• **GOAL OF THE EXERCISE**: Look over the entries that follow and work out how many lines contain "derive". State the number only.

[Opening DATA SECTION section]

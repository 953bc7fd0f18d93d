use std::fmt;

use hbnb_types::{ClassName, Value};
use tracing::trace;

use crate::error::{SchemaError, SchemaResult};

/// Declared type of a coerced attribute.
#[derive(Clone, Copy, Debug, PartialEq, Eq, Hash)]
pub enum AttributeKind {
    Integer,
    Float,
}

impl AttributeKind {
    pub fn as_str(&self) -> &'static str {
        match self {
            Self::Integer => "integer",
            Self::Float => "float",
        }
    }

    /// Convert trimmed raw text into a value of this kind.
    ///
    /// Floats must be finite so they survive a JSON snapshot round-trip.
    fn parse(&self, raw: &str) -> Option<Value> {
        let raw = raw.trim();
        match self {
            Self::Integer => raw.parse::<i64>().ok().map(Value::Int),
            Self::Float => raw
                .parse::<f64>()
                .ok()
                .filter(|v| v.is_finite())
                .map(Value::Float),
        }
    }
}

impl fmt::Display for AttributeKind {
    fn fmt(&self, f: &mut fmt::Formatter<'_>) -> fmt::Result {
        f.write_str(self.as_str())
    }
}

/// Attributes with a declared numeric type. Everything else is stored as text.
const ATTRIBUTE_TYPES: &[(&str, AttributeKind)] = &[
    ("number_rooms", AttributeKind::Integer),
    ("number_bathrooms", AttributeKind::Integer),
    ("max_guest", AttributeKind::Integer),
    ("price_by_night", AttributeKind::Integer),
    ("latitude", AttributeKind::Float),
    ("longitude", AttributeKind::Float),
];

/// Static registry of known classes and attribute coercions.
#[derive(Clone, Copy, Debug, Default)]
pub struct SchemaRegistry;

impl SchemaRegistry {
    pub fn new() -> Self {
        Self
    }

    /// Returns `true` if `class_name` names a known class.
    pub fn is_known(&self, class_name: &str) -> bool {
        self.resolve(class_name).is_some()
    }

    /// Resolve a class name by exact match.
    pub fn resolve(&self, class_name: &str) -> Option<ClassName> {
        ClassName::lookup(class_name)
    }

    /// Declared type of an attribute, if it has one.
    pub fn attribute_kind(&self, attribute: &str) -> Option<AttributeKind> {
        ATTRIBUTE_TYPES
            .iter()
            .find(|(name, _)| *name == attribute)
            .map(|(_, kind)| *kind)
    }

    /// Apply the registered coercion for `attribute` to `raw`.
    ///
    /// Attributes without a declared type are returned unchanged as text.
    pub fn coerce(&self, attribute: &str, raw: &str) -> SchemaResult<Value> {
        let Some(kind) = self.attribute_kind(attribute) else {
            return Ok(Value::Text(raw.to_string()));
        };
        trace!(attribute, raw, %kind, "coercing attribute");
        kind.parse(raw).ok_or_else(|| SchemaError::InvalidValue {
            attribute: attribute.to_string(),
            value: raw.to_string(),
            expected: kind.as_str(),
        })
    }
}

[Closing DATA SECTION section]

• **PROBLEM SOLUTION**: 2